[[ EXTRACTED RECORDS open ]]

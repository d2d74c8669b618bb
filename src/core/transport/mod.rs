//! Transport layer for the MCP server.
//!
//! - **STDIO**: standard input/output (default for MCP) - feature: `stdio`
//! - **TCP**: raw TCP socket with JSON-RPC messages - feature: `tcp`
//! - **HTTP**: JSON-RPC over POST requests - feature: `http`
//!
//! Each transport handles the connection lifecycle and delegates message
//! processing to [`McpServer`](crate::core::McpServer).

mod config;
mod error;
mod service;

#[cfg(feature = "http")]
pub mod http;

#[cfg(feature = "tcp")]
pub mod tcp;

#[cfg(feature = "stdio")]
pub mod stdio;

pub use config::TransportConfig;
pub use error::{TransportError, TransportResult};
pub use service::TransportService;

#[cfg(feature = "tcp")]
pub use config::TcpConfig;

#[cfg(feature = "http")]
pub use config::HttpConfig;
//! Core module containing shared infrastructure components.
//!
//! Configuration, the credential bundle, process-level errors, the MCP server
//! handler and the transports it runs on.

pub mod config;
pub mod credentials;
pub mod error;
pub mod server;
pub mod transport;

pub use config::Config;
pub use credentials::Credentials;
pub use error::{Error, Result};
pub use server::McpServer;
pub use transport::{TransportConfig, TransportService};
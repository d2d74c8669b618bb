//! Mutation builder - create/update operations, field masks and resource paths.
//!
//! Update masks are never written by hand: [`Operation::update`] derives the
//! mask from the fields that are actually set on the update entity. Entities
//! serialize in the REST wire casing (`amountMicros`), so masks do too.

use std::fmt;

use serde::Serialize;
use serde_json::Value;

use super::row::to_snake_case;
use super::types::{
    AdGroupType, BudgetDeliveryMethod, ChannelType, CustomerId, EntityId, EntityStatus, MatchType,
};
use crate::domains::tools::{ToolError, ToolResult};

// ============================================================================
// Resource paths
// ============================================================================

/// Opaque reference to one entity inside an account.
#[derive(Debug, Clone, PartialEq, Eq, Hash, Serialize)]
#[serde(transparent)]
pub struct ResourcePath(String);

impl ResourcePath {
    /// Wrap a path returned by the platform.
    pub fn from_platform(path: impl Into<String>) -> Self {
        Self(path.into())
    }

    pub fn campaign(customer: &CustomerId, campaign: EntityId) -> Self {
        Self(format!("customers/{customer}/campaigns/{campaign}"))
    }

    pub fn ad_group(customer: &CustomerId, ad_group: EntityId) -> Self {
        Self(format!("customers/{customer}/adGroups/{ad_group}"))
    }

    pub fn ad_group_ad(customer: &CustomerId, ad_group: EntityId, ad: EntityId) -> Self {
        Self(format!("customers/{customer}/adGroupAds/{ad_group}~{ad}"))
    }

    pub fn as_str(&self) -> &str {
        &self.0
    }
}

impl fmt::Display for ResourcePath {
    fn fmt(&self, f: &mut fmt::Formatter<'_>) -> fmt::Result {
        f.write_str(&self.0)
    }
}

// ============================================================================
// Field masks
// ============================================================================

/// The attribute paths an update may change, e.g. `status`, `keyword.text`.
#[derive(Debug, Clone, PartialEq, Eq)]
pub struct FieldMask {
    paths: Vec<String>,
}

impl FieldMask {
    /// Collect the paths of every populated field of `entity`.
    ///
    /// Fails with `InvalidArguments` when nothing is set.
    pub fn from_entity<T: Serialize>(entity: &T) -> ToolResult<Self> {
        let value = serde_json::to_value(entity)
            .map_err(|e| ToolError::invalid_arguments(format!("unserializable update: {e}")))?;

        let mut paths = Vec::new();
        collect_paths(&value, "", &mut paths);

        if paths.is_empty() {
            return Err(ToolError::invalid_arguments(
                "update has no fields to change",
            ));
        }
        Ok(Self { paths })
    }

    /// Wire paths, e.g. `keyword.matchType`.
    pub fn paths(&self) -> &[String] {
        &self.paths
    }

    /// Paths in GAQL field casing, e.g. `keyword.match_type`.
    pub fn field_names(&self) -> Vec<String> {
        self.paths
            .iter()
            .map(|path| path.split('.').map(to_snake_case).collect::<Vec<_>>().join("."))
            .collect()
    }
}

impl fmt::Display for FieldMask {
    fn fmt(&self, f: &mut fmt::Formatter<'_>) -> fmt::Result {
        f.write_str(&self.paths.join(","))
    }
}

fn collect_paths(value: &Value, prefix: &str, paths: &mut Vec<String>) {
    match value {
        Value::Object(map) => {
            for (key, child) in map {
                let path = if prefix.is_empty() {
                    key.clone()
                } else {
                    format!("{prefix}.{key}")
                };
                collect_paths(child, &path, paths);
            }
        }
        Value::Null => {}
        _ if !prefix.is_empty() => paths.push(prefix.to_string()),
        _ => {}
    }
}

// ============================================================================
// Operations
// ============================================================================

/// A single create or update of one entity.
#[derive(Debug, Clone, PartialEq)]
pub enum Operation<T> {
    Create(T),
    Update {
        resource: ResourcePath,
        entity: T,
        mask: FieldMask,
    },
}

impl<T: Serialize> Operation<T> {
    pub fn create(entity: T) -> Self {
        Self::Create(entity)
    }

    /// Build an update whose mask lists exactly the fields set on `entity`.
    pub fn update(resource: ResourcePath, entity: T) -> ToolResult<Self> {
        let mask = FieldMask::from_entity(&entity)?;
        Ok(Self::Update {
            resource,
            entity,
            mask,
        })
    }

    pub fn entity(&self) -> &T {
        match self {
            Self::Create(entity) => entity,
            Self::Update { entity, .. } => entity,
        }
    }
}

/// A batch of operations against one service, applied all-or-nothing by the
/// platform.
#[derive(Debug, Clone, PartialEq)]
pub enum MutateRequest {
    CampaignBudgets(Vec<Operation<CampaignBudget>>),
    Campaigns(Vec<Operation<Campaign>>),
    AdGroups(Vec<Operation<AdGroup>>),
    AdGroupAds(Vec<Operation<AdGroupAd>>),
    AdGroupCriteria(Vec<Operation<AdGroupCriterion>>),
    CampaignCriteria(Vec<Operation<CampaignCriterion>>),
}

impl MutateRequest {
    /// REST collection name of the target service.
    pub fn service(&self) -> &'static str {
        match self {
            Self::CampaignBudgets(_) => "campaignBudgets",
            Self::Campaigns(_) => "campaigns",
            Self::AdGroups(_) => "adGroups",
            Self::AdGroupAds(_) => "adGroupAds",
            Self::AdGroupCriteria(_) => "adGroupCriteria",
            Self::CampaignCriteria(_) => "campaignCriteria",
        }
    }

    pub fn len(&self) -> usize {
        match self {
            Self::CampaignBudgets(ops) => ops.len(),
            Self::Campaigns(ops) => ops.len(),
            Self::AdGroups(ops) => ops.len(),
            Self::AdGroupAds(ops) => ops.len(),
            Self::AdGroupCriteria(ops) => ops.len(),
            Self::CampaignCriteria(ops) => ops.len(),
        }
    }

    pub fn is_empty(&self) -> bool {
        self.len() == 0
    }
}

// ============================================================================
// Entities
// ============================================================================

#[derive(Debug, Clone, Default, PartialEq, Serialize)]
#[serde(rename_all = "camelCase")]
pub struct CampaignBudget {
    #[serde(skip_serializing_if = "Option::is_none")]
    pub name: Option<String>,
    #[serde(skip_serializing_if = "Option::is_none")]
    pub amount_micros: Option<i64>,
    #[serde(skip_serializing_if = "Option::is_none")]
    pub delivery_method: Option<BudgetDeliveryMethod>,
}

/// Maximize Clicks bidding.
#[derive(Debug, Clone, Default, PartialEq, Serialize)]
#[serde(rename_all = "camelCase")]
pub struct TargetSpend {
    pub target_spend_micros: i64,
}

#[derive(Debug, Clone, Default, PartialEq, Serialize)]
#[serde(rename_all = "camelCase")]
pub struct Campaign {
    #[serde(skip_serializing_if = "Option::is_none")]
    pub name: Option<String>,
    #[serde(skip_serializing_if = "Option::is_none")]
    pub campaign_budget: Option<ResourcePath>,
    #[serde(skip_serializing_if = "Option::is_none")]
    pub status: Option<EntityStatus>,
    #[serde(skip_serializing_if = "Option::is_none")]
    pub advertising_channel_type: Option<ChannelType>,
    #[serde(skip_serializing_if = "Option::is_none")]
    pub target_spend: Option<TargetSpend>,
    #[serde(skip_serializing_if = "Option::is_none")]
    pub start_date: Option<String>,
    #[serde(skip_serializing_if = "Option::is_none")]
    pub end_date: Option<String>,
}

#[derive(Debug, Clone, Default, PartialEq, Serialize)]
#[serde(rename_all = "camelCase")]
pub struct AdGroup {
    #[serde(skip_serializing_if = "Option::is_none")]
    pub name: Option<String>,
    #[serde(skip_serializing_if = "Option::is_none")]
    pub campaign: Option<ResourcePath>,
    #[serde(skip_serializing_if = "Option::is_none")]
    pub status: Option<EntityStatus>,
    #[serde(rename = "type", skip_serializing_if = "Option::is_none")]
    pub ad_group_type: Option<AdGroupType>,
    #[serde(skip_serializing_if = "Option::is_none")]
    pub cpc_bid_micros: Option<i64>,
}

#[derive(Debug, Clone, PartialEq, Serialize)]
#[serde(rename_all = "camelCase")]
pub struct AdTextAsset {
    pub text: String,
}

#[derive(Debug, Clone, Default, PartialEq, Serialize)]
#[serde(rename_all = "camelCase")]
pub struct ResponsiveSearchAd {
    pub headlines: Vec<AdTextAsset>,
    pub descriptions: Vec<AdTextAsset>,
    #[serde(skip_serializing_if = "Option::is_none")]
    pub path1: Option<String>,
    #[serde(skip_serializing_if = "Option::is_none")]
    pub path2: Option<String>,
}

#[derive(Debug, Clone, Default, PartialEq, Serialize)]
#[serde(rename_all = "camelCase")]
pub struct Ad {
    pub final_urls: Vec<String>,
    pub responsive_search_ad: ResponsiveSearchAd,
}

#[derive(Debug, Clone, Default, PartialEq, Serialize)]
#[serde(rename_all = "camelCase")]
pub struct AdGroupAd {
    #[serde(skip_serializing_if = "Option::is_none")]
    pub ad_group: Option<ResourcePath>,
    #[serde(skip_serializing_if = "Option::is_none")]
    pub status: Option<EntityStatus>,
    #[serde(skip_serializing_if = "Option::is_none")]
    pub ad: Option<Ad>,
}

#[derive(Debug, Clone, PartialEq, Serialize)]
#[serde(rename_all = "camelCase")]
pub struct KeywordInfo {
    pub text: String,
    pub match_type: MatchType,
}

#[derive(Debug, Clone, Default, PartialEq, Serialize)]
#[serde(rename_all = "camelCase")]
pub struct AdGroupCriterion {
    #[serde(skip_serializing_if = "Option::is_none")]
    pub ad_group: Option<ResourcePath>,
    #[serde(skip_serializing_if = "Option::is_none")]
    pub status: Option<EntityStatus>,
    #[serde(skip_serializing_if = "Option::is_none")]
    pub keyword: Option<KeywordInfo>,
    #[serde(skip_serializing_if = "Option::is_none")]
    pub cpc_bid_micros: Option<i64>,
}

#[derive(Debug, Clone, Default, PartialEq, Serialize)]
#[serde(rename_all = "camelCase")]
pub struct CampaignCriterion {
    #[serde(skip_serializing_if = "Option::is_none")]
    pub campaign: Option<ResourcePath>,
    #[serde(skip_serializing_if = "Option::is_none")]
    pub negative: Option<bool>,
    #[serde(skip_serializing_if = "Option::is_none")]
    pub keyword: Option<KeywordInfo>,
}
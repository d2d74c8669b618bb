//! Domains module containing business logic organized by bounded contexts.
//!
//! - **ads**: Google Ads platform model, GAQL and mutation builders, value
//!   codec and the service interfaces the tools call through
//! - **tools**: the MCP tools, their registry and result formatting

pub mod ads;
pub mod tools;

[[ EXTRACTED RECORDS closed ]]
[[ EXTRACTED RECORDS open ]]

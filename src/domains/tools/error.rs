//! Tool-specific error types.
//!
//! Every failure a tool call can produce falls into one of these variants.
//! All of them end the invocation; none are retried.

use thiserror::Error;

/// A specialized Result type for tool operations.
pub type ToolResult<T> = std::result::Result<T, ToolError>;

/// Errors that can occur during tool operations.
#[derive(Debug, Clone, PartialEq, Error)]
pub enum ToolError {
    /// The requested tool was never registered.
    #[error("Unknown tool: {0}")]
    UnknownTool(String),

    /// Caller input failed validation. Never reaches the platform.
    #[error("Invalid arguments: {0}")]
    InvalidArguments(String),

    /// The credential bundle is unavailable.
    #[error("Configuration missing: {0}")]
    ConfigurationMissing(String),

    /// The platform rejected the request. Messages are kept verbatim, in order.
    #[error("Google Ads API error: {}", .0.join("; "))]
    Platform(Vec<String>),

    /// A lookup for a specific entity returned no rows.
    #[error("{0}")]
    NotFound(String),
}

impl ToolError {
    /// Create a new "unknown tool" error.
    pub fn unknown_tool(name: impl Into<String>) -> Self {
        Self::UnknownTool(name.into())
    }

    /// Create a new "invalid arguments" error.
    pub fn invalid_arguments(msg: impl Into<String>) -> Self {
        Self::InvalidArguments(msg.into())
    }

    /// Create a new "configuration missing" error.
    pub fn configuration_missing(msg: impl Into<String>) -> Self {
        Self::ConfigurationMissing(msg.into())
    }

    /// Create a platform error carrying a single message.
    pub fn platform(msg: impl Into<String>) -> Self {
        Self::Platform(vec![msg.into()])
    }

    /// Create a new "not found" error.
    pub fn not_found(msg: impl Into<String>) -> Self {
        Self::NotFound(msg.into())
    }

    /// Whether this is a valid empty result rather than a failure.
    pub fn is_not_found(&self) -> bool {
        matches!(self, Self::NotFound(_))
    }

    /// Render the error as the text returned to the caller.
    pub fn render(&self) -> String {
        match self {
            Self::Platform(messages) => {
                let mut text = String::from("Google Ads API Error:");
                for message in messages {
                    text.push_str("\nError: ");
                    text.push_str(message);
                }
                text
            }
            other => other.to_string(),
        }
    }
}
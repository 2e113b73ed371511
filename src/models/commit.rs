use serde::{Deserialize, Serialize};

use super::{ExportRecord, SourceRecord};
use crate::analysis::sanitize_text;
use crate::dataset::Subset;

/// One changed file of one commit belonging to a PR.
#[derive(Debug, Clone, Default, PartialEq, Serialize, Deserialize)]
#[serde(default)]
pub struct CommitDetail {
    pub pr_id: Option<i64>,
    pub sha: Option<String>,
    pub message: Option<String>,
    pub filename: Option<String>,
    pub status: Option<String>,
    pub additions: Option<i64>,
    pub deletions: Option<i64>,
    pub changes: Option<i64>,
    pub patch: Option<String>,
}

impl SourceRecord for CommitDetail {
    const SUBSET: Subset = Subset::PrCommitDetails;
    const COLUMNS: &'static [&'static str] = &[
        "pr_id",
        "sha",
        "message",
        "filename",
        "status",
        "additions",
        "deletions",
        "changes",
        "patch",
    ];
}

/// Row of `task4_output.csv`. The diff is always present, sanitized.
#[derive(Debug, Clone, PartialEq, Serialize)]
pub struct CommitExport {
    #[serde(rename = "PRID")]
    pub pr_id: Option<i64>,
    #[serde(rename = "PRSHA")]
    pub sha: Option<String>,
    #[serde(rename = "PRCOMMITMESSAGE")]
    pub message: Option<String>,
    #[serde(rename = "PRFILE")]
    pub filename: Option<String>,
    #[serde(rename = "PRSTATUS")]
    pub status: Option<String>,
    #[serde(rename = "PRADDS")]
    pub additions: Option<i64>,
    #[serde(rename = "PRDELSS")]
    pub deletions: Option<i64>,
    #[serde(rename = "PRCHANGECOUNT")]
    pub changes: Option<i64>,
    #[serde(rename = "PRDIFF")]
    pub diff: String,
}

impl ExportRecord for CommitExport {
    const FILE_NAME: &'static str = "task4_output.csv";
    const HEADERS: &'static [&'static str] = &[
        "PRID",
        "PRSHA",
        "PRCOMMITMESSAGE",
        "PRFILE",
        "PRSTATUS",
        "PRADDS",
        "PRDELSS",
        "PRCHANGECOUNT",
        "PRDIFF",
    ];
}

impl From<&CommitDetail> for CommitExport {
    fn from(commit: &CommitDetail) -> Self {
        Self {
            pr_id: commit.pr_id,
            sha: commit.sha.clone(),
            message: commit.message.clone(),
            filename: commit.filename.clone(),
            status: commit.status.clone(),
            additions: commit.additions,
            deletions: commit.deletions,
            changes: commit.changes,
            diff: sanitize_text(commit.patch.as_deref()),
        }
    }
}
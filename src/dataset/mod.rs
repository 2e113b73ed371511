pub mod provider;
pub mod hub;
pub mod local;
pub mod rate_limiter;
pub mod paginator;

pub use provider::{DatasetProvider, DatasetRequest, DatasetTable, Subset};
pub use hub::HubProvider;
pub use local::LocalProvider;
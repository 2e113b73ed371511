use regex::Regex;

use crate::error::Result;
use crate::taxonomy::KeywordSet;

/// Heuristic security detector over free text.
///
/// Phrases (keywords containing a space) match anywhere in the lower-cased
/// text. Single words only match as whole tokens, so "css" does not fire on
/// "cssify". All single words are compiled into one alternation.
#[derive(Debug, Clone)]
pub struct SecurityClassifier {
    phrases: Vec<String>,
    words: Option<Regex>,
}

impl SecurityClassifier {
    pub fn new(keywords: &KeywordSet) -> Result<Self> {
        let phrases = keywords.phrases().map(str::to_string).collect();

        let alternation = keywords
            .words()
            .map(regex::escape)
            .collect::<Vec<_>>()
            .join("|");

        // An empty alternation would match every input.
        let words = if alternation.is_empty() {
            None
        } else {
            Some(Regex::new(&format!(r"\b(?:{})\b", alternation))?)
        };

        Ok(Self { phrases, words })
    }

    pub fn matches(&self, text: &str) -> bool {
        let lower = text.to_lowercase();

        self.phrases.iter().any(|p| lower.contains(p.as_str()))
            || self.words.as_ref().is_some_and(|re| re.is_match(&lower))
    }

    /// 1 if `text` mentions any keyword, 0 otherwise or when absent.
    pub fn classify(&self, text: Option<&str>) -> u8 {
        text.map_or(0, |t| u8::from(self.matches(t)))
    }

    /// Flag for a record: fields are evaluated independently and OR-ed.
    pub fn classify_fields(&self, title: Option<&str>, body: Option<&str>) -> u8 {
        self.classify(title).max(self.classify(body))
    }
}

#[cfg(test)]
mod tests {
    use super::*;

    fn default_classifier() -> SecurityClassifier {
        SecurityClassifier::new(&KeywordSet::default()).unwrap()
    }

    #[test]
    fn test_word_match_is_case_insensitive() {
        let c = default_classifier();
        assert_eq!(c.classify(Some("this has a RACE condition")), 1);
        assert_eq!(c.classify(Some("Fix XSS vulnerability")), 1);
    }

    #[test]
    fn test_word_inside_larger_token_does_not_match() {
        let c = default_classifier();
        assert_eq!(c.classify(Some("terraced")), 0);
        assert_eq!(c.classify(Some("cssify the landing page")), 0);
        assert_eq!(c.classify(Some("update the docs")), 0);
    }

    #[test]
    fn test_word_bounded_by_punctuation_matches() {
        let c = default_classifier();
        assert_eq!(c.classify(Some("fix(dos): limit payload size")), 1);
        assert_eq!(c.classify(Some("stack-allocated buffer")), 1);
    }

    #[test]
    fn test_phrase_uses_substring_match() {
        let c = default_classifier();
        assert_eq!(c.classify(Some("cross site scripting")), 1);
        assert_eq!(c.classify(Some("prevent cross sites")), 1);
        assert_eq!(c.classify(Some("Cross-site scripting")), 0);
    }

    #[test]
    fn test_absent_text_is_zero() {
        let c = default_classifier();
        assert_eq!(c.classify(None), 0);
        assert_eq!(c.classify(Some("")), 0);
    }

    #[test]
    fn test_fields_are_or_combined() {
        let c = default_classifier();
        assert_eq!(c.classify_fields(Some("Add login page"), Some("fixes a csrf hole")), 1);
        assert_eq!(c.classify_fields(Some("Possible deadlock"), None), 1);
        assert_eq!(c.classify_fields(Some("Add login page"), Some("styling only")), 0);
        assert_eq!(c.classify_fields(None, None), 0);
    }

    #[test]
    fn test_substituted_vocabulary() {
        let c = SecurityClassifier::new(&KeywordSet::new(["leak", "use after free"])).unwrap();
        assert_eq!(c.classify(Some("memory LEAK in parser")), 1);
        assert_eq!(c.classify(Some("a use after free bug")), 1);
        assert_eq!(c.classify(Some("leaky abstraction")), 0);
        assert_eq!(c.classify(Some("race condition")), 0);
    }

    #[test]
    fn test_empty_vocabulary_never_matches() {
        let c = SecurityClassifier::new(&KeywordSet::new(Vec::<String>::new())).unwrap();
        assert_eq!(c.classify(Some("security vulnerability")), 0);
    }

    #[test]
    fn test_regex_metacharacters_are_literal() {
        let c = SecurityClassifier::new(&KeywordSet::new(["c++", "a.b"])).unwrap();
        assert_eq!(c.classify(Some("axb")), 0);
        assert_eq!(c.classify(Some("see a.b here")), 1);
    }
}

[[ EXTRACTED RECORDS closed ]]

Search the records for the string "after" and return every line in which it occurs.

## RESPONSE FOR THIS EXERCISE
        let c = SecurityClassifier::new(&KeywordSet::new(["leak", "use after free"])).unwrap();
        assert_eq!(c.classify(Some("a use after free bug")), 1);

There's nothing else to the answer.